═════ Supplied records

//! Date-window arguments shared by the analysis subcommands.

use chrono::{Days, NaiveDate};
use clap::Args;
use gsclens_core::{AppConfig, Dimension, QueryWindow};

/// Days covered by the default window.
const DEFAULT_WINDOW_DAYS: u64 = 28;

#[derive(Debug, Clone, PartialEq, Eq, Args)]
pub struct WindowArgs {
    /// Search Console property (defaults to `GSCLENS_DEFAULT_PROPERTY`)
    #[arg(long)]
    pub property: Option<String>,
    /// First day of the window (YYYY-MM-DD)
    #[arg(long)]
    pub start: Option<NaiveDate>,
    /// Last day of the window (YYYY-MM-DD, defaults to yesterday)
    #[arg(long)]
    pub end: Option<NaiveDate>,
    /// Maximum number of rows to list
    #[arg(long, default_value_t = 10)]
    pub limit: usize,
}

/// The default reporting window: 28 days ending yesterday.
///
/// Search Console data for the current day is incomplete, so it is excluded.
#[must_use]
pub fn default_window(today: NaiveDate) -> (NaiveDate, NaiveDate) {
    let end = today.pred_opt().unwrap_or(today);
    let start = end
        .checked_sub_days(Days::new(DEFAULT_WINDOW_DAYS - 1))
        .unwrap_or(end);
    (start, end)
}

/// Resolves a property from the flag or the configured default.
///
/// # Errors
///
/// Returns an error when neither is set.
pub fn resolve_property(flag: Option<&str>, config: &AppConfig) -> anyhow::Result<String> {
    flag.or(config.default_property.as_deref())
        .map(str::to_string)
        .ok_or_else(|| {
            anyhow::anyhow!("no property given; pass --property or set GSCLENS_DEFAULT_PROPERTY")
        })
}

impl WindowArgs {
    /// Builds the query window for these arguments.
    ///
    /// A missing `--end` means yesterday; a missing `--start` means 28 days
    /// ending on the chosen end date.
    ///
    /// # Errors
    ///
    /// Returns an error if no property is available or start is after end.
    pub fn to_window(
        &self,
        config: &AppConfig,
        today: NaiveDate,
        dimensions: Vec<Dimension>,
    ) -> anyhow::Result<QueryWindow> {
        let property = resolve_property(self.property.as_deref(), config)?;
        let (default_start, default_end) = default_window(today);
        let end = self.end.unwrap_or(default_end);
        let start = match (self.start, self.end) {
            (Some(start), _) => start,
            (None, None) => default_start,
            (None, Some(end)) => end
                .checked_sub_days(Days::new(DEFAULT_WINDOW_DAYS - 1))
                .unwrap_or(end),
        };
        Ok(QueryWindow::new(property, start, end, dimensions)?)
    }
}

══════════

*Task instructions*.
Return the material exactly as it stands above, but only from its first line to the line containing "const DEFAULT_WINDOW_DAYS: u64 = 28;", both ends included.

*The completed task*.
//! Date-window arguments shared by the analysis subcommands.

use chrono::{Days, NaiveDate};
use clap::Args;
use gsclens_core::{AppConfig, Dimension, QueryWindow};

/// Days covered by the default window.
const DEFAULT_WINDOW_DAYS: u64 = 28;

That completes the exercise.